Soft skills vs hard skills: quali sono le differenze?
| Aspetto | Soft skills (personali) | Hard skills (tecniche) |
|---|---|---|
| Definizione | Capacità umane, relazionali, comportamentali | Competenze misurabili e specifiche |
| Esempi | Comunicazione, empatia, leadership | Excel, Python, contabilità, AutoCAD |
| Come si apprendono | Esperienza, pratica, feedback | Corsi, certificazioni, studio |
| Valore nel mercato | Fondamentali per essere assunti e mantenere il posto | Necessarie per superare la selezione iniziale |
| In colloquio | Domande situazionali metodo STAR | Test tecnici o prove pratiche |
| Rischio se mancano | “Non adatto al team” anche se competente | Non si supera il primo screening |
Competenze personali nel CV: cosa scrivere?

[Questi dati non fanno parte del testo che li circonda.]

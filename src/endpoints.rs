use crate::models::toon::{AgreementId, FlowChannel};

pub const DEFAULT_BASE_URL: &str = "https://api.toon.eu";

const API_PREFIX: &str = "/toon/v3";

/// URLs of every endpoint the client talks to, relative to one base URL.
#[derive(Debug, Clone, PartialEq, Eq)]
pub struct Endpoints {
    base: String,
}

impl Default for Endpoints {
    fn default() -> Self {
        Endpoints::new(DEFAULT_BASE_URL)
    }
}

impl Endpoints {
    pub fn new(base_url: impl Into<String>) -> Self {
        let mut base = base_url.into();
        while base.ends_with('/') {
            base.pop();
        }
        Endpoints { base }
    }

    pub fn authorize_legacy(&self) -> String {
        format!("{}/authorize/legacy", self.base)
    }

    pub fn token(&self) -> String {
        format!("{}/token", self.base)
    }

    pub fn agreements(&self) -> String {
        format!("{}{}/agreements", self.base, API_PREFIX)
    }

    pub fn status(&self, agreement_id: &AgreementId) -> String {
        format!("{}{}/{}/status", self.base, API_PREFIX, agreement_id.0)
    }

    pub fn flows(&self, agreement_id: &AgreementId, channel: FlowChannel) -> String {
        format!(
            "{}{}/{}/consumption/{}/flows",
            self.base,
            API_PREFIX,
            agreement_id.0,
            channel.as_str()
        )
    }
}

#[cfg(test)]
mod tests {
    use super::*;

    #[test]
    fn builds_urls_from_trimmed_base() {
        let e = Endpoints::new("http://127.0.0.1:1234/");
        let id = AgreementId("42".into());
        assert_eq!(e.authorize_legacy(), "http://127.0.0.1:1234/authorize/legacy");
        assert_eq!(e.token(), "http://127.0.0.1:1234/token");
        assert_eq!(e.agreements(), "http://127.0.0.1:1234/toon/v3/agreements");
        assert_eq!(e.status(&id), "http://127.0.0.1:1234/toon/v3/42/status");
        assert_eq!(
            e.flows(&id, FlowChannel::Gas),
            "http://127.0.0.1:1234/toon/v3/42/consumption/gas/flows"
        );
        assert_eq!(
            e.flows(&id, FlowChannel::Electricity),
            "http://127.0.0.1:1234/toon/v3/42/consumption/electricity/flows"
        );
    }
}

Inserisci 5 o 6 competenze, accompagnate da un risultato misurabile. Evita frasi generiche.
Esempi pronti da usare:
| Competenza | Frase per il CV |
|---|---|
| Comunicazione | Ho redatto report mensili che hanno ridotto del 40% le richieste di chiarimento del team. |
| Lavoro di squadra | Ho collaborato con gruppi di oltre 15 persone rispettando sempre le scadenze. |
| Leadership | Ho coordinato un team di 5 volontari, raccogliendo più di 2.000 € in donazioni. |
| Problem solving | Ho gestito imprevisti durante eventi live evitando ritardi di oltre 30 minuti. |
| Adattabilità | Mi sono adattato a tre nuovi strumenti di lavoro in sei mesi mantenendo la produttività. |
| Gestione del tempo | Ho rispettato il 100% delle deadline grazie a tecniche di pianificazione come il metodo Pomodoro. |
Competenze personali per il successo accademico: riflessioni finali
Sviluppare soft skills non solo migliora il rendimento universitario, ma ti prepara per qualsiasi sfida futura. Nessuna di queste capacità è innata: tutte si costruiscono con pratica, costanza e consapevolezza.

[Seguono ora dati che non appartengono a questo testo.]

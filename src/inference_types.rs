use serde::{Deserialize, Serialize};

#[derive(Serialize, Debug)]
pub struct SummarizationPayload<'a> {
    pub inputs: &'a str,
    pub parameters: SummarizationParameters,
}

#[derive(Serialize, Debug, PartialEq, Eq)]
pub struct SummarizationParameters {
    pub min_length: u32,
    pub max_length: u32,
    pub do_sample: bool,
}

#[derive(Deserialize, Debug)]
pub struct SummarizationOutput {
    pub summary_text: String,
}

/// Error body the inference endpoint sends with non-2xx statuses, e.g. while a model loads.
#[allow(dead_code)]
#[derive(Deserialize, Debug)]
pub struct InferenceError {
    pub error: String,
    #[serde(default)]
    pub estimated_time: Option<f32>,
}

E se stai lavorando alla tua tesi di laurea, tesi di master o tesi di dottorato e hai bisogno di aiuto per scriverla, strutturarla o prepararti alla discussione, il nostro team può supportarti passo dopo passo.
Domande frequenti
Quali competenze mettere nel CV?
Tra 4 e 6 soft skills dimostrabili. Scegli quelle davvero rilevanti per la posizione o per il tuo percorso accademico.
Quali competenze personali cercano maggiormente le aziende italiane?
Comunicazione, lavoro di squadra, problem solving, adattabilità e leadership.
Come posso migliorare le mie competenze personali?
Scegli una competenza per settimana e applicala intenzionalmente 3 volte al giorno.
Cerca feedback, esercitati, fai simulazioni e monitora i progressi.
Perché è importante imparare a pensare e non solo memorizzare?
Perché la memoria senza comprensione non crea conoscenza duratura. Il pensiero critico permette di collegare, applicare e adattare ciò che impari.